Variational Autoencoder
Full Form of VAE
What is VAE?
A Variational Autoencoder (VAE) is a type of generative model in machine learning that learns to encode input data into a latent space and then decode it back to reconstruct the original data, while also imposing a probabilistic structure on the latent space. Unlike standard autoencoders, VAEs use variational inference to ensure the latent variables follow a known distribution (typically Gaussian), allowing the model to generate new, realistic samples by sampling from this distribution. In India, VAEs are widely used in research and industry for applications such as image generation, anomaly detection, drug discovery, and natural language processing. For example, Indian AI startups leverage VAEs to create synthetic data for training other models, while academic institutions like IITs and IISc incorporate VAEs into their deep learning curricula.

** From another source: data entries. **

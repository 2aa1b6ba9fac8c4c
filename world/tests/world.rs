use std::time::Duration;

use hex_cascade_core::{
    Action, ActivationKind, Block, BlockKind, Board, Cause, ColorId, Command, Difficulty,
    Direction, Event, Footprint, GameConfig, HexCoord, Rejection, Timing,
};
use hex_cascade_world::{self as world, query, World};

const RED: u8 = 0;
const BLUE: u8 = 1;

fn cell(q: i32, r: i32) -> HexCoord {
    HexCoord::new(q, r)
}

fn ms(millis: u64) -> Duration {
    Duration::from_millis(millis)
}

fn block(color: u8, direction: Direction) -> Block {
    Block::normal(ColorId::new(color).expect("palette colour"), direction)
}

fn board_with(blocks: &[(HexCoord, Block)]) -> Board {
    let mut board = Board::empty(Footprint::square(6));
    for (coord, block) in blocks {
        let _ = board.place(*coord, *block).expect("fixture cell in bounds");
    }
    board
}

fn world_with(blocks: &[(HexCoord, Block)]) -> World {
    let mut world = World::new();
    let mut events = Vec::new();
    world::apply(
        &mut world,
        Command::LoadBoard {
            board: board_with(blocks),
        },
        &mut events,
    );
    world
}

fn run(world: &mut World, command: Command) -> Vec<Event> {
    let mut events = Vec::new();
    world::apply(world, command, &mut events);
    events
}

fn tick(world: &mut World, millis: u64) -> Vec<Event> {
    run(world, Command::Tick { dt: ms(millis) })
}

/// Three reds on row 0 once the block at (2, 1) slides north-west.
fn red_row_fixture() -> Vec<(HexCoord, Block)> {
    vec![
        (cell(0, 0), block(RED, Direction::East)),
        (cell(1, 0), block(RED, Direction::East)),
        (cell(2, 1), block(RED, Direction::NorthWest)),
    ]
}

#[test]
fn matched_blocks_linger_until_the_purge_deadline() {
    let mut world = world_with(&red_row_fixture());

    let events = run(
        &mut world,
        Command::MoveBlock {
            from: cell(2, 1),
            to: cell(2, 0),
        },
    );
    let matched = vec![cell(0, 0), cell(1, 0), cell(2, 0)];
    assert_eq!(
        events,
        vec![
            Event::BlockMoved {
                from: cell(2, 1),
                to: cell(2, 0),
            },
            Event::CellsDestroyed {
                cause: Cause::Match,
                cells: matched.clone(),
                score: 3,
            },
        ]
    );
    assert_eq!(query::marked_cells(&world), matched);
    assert_eq!(query::purge_deadline(&world), Some(ms(300)));
    assert!(!query::is_settled(&world));

    assert_eq!(tick(&mut world, 299), vec![Event::TimeAdvanced { dt: ms(299) }]);
    assert_eq!(query::board(&world).occupied_count(), 3);

    assert_eq!(
        tick(&mut world, 1),
        vec![
            Event::TimeAdvanced { dt: ms(1) },
            Event::CellsPurged { cells: matched },
        ]
    );
    assert_eq!(query::board(&world).occupied_count(), 0);
    assert_eq!(query::purge_deadline(&world), None);
    assert!(query::is_settled(&world));
    assert_eq!(query::clock(&world), ms(300));
}

#[test]
fn group_of_four_promotes_the_moved_block() {
    let mut fixture = red_row_fixture();
    fixture.push((cell(3, 0), block(RED, Direction::East)));
    let mut world = world_with(&fixture);

    let events = run(
        &mut world,
        Command::MoveBlock {
            from: cell(2, 1),
            to: cell(2, 0),
        },
    );

    assert_eq!(
        events,
        vec![
            Event::BlockMoved {
                from: cell(2, 1),
                to: cell(2, 0),
            },
            Event::BlockPromoted { cell: cell(2, 0) },
            Event::CellsDestroyed {
                cause: Cause::Match,
                cells: vec![cell(0, 0), cell(1, 0), cell(3, 0)],
                score: 4,
            },
        ]
    );
    let promoted = query::board(&world).get(cell(2, 0)).copied();
    assert_eq!(promoted.map(|block| block.kind()), Some(BlockKind::Special));
    assert!(!promoted.is_some_and(|block| block.is_marked()));

    let _ = tick(&mut world, 300);
    let red = ColorId::new(RED).expect("palette colour");
    let remaining: Vec<(HexCoord, BlockKind)> = query::board(&world)
        .iter()
        .filter(|(_, block)| block.color() == Some(red))
        .map(|(coord, block)| (coord, block.kind()))
        .collect();
    assert_eq!(remaining, vec![(cell(2, 0), BlockKind::Special)]);
}

#[test]
fn new_resolutions_push_the_purge_deadline_back() {
    let mut fixture = red_row_fixture();
    fixture.push((cell(3, 4), block(BLUE, Direction::East)));
    let mut world = world_with(&fixture);

    let _ = run(
        &mut world,
        Command::MoveBlock {
            from: cell(2, 1),
            to: cell(2, 0),
        },
    );
    let _ = tick(&mut world, 200);
    let destroyed = run(&mut world, Command::DestroyNearest { cell: cell(3, 4) });
    assert_eq!(
        destroyed,
        vec![Event::CellsDestroyed {
            cause: Cause::Destroy,
            cells: vec![cell(3, 4)],
            score: 1,
        }]
    );
    assert_eq!(query::purge_deadline(&world), Some(ms(500)));

    assert_eq!(tick(&mut world, 200), vec![Event::TimeAdvanced { dt: ms(200) }]);
    assert_eq!(
        tick(&mut world, 100),
        vec![
            Event::TimeAdvanced { dt: ms(100) },
            Event::CellsPurged {
                cells: vec![cell(0, 0), cell(1, 0), cell(2, 0), cell(3, 4)],
            },
        ]
    );
}

#[test]
fn bomb_detonates_after_the_activation_delay() {
    let center = cell(2, 2);
    let mut fixture: Vec<(HexCoord, Block)> = center
        .neighbors()
        .into_iter()
        .map(|neighbor| (neighbor, block(BLUE, Direction::SouthWest)))
        .collect();
    fixture[1] = (center.neighbors()[1], Block::stone());
    let mut world = world_with(&fixture);

    assert_eq!(
        run(&mut world, Command::PlaceBomb { cell: center }),
        vec![Event::BlockPlaced {
            cell: center,
            kind: ActivationKind::Bomb,
            due: ms(500),
        }]
    );
    assert_eq!(query::pending_activations(&world).len(), 1);
    assert_eq!(tick(&mut world, 499), vec![Event::TimeAdvanced { dt: ms(499) }]);

    let events = tick(&mut world, 1);
    let [Event::TimeAdvanced { .. }, Event::CellsDestroyed {
        cause: Cause::Bomb,
        cells,
        score,
    }] = events.as_slice()
    else {
        panic!("unexpected events: {events:?}");
    };
    assert_eq!(cells.len(), 7);
    assert_eq!(*score, 7);
    assert!(query::board(&world).is_vacant(center), "bomb cell clears at once");
    assert_eq!(query::marked_cells(&world).len(), 6);
    assert_eq!(query::purge_deadline(&world), Some(ms(800)));
    assert!(query::pending_activations(&world).is_empty());

    let purged = tick(&mut world, 300);
    assert!(matches!(
        purged.as_slice(),
        [Event::TimeAdvanced { .. }, Event::CellsPurged { cells }] if cells.len() == 6
    ));
    assert_eq!(query::board(&world).occupied_count(), 0);
}

#[test]
fn bomb_surrounded_by_six_blocks_clears_seven_cells() {
    let center = cell(2, 2);
    let fixture: Vec<(HexCoord, Block)> = center
        .neighbors()
        .into_iter()
        .enumerate()
        .map(|(index, neighbor)| {
            let color = if index % 2 == 0 { RED } else { BLUE };
            (neighbor, block(color, Direction::East))
        })
        .collect();
    let mut world = world_with(&fixture);

    let _ = run(&mut world, Command::PlaceBomb { cell: center });
    let events = tick(&mut world, 500);

    let mut expected: Vec<HexCoord> = center.neighbors().to_vec();
    expected.push(center);
    expected.sort();
    assert_eq!(
        events,
        vec![
            Event::TimeAdvanced { dt: ms(500) },
            Event::CellsDestroyed {
                cause: Cause::Bomb,
                cells: expected,
                score: 7,
            },
        ]
    );
    assert!(query::board(&world).is_vacant(center));

    let _ = tick(&mut world, 300);
    assert_eq!(query::board(&world).occupied_count(), 0);
}

#[test]
fn extreme_coordinates_are_rejected_as_out_of_bounds() {
    let mut world = world_with(&red_row_fixture());
    let far = [
        cell(i32::MAX, 3),
        cell(i32::MIN, 5),
        cell(0, i32::MAX),
        cell(i32::MAX, i32::MIN),
    ];

    for target in far {
        for (command, action) in [
            (Command::PlaceBomb { cell: target }, Action::PlaceBomb),
            (Command::PlaceWildcard { cell: target }, Action::PlaceWildcard),
            (Command::DestroyNearest { cell: target }, Action::Destroy),
            (Command::RotateBlock { cell: target }, Action::Rotate),
            (
                Command::PaintCell {
                    cell: target,
                    brush: None,
                },
                Action::Paint,
            ),
            (
                Command::MoveBlock {
                    from: cell(2, 1),
                    to: target,
                },
                Action::Move,
            ),
        ] {
            let events = run(&mut world, command);
            let [Event::ActionRejected { action: got, reason, .. }] = events.as_slice() else {
                panic!("unexpected events for {target:?}: {events:?}");
            };
            assert_eq!(*got, action);
            let expected = if action == Action::Move {
                Rejection::WrongDirection
            } else {
                Rejection::OutOfBounds
            };
            assert_eq!(*reason, expected, "{action:?} at {target:?}");
        }
    }

    let events = run(
        &mut world,
        Command::MoveBlock {
            from: cell(i32::MAX, 3),
            to: cell(i32::MIN, 3),
        },
    );
    assert!(matches!(
        events.as_slice(),
        [Event::ActionRejected {
            reason: Rejection::EmptySource,
            ..
        }]
    ));
    assert_eq!(query::board(&world), &board_with(&red_row_fixture()));
}

#[test]
fn wildcard_resolves_against_its_neighbours() {
    let mut world = world_with(&[
        (cell(3, 2), block(RED, Direction::East)),
        (cell(4, 2), block(RED, Direction::East)),
    ]);

    let _ = run(&mut world, Command::PlaceWildcard { cell: cell(2, 2) });
    let events = tick(&mut world, 500);

    assert_eq!(
        events,
        vec![
            Event::TimeAdvanced { dt: ms(500) },
            Event::CellsDestroyed {
                cause: Cause::Wildcard,
                cells: vec![cell(2, 2), cell(3, 2), cell(4, 2)],
                score: 3,
            },
        ]
    );
}

#[test]
fn wildcard_purged_before_its_deadline_never_resolves() {
    let mut world = world_with(&[
        (cell(3, 2), block(RED, Direction::East)),
        (cell(4, 2), block(RED, Direction::East)),
    ]);

    let _ = run(&mut world, Command::PlaceWildcard { cell: cell(2, 2) });
    let destroyed = run(&mut world, Command::DestroyNearest { cell: cell(2, 2) });
    assert_eq!(
        destroyed,
        vec![Event::CellsDestroyed {
            cause: Cause::Destroy,
            cells: vec![cell(2, 2)],
            score: 1,
        }]
    );

    assert_eq!(
        tick(&mut world, 500),
        vec![
            Event::TimeAdvanced { dt: ms(500) },
            Event::CellsPurged {
                cells: vec![cell(2, 2)],
            },
        ]
    );
    assert_eq!(query::board(&world).occupied_count(), 2);
}

#[test]
fn purge_runs_before_activations_due_at_the_same_instant() {
    let timing = Timing {
        purge_grace: ms(500),
        activation_delay: ms(500),
    };
    let config = GameConfig::square(6, Difficulty::Easy, 5)
        .expect("valid footprint")
        .with_timing(timing);
    let mut world = World::new();
    let _ = run(&mut world, Command::NewGame { config });

    let mut fixture = red_row_fixture();
    fixture.push((cell(4, 0), block(RED, Direction::SouthWest)));
    fixture.push((cell(5, 0), block(RED, Direction::SouthWest)));
    let _ = run(
        &mut world,
        Command::LoadBoard {
            board: board_with(&fixture),
        },
    );

    let _ = run(
        &mut world,
        Command::MoveBlock {
            from: cell(2, 1),
            to: cell(2, 0),
        },
    );
    let _ = run(&mut world, Command::PlaceWildcard { cell: cell(3, 0) });

    let events = tick(&mut world, 500);
    assert_eq!(
        events,
        vec![
            Event::TimeAdvanced { dt: ms(500) },
            Event::CellsPurged {
                cells: vec![cell(0, 0), cell(1, 0), cell(2, 0)],
            },
            Event::CellsDestroyed {
                cause: Cause::Wildcard,
                cells: vec![cell(3, 0), cell(4, 0), cell(5, 0)],
                score: 3,
            },
        ]
    );
    assert_eq!(query::purge_deadline(&world), Some(ms(1_000)));
}

#[test]
fn purge_command_clears_marked_blocks_immediately() {
    let mut world = world_with(&red_row_fixture());
    let _ = run(
        &mut world,
        Command::MoveBlock {
            from: cell(2, 1),
            to: cell(2, 0),
        },
    );

    let events = run(&mut world, Command::PurgeMarked);

    assert_eq!(
        events,
        vec![Event::CellsPurged {
            cells: vec![cell(0, 0), cell(1, 0), cell(2, 0)],
        }]
    );
    assert_eq!(query::purge_deadline(&world), None);
    assert!(run(&mut world, Command::PurgeMarked).is_empty());
}

#[test]
fn invalid_intents_leave_the_board_untouched() {
    let mut world = world_with(&[
        (cell(0, 0), block(RED, Direction::East)),
        (cell(1, 0), Block::stone()),
    ]);
    let before = query::board(&world).clone();

    let events = [
        run(
            &mut world,
            Command::MoveBlock {
                from: cell(0, 0),
                to: cell(0, 1),
            },
        ),
        run(&mut world, Command::PlaceBomb { cell: cell(1, 0) }),
        run(&mut world, Command::PlaceWildcard { cell: cell(-3, 0) }),
        run(&mut world, Command::DestroyNearest { cell: cell(3, 3) }),
        run(&mut world, Command::DestroyNearest { cell: cell(1, 0) }),
    ]
    .concat();

    let rejections: Vec<(Action, Rejection)> = events
        .iter()
        .map(|event| match event {
            Event::ActionRejected { action, reason, .. } => (*action, *reason),
            other => panic!("unexpected event {other:?}"),
        })
        .collect();
    assert_eq!(
        rejections,
        vec![
            (Action::Move, Rejection::WrongDirection),
            (Action::PlaceBomb, Rejection::Occupied),
            (Action::PlaceWildcard, Rejection::OutOfBounds),
            (Action::Destroy, Rejection::EmptyTarget),
            (Action::Destroy, Rejection::StoneTarget),
        ]
    );
    assert_eq!(query::board(&world), &before);
    assert!(query::pending_activations(&world).is_empty());
}

#[test]
fn editor_paints_and_erases_cells() {
    let mut world = world_with(&[]);
    let target = cell(2, 2);
    let brush = hex_cascade_core::Brush::Block {
        color: ColorId::new(BLUE).expect("palette colour"),
        direction: Direction::NorthWest,
    };

    let painted = run(
        &mut world,
        Command::PaintCell {
            cell: target,
            brush: Some(brush),
        },
    );
    assert_eq!(
        painted,
        vec![Event::CellPainted {
            cell: target,
            block: Some(brush.block()),
        }]
    );
    assert_eq!(query::board(&world).get(target), Some(&brush.block()));

    let _ = run(
        &mut world,
        Command::PaintCell {
            cell: target,
            brush: None,
        },
    );
    assert!(query::board(&world).is_vacant(target));
}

VAEs are also a crucial topic in competitive exams like GATE Data Science and AI, where questions often probe their mathematical foundations and differences from Generative Adversarial Networks (GANs). Their ability to produce smooth interpolations and meaningful latent representations makes them a cornerstone of modern generative AI.
VAE का फुल फॉर्म
वेरिएशनल ऑटोएन्कोडर
Example
In a recent AI seminar at IIT Bombay, researchers demonstrated how a VAE could generate high-quality MRI scans to augment medical training datasets, reducing the need for patient data.